Show, from the records below, all lines that contain the word "with".

BEGIN

//! aegir Token Protection
//!
//! Issues, protects, and validates the security tokens carried by the
//! protocol pipeline.
//!
//! # Modules
//!
//! - [`error`] - Protection error taxonomy
//! - [`codec`] - Signed self-contained token codec (JWT, HS256) with a
//!   private purpose claim restricting each token to one use
//! - [`protector`] - Purpose-scoped `protect`/`unprotect` capability
//!   (AES-256-GCM with keys derived per purpose chain)
//! - [`validator`] - Format-dispatching token validation with explicit
//!   tri-state results (`NotApplicable | Invalid | Valid`)

pub mod codec;
pub mod error;
pub mod protector;
pub mod validator;

pub use codec::{TokenClaims, TokenCodec, PURPOSE_CLAIM};
pub use error::ProtectionError;
pub use protector::{AesGcmProtector, DataProtector};
pub use validator::{
    purpose_labels, Principal, ReferenceTokenValidator, SelfContainedTokenValidator, TokenFormat,
    TokenFormatValidator, TokenKind, TokenValidator, ValidationOutcome,
};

END

Exercise response:
//! - [`codec`] - Signed self-contained token codec (JWT, HS256) with a
//!   (AES-256-GCM with keys derived per purpose chain)
//! - [`validator`] - Format-dispatching token validation with explicit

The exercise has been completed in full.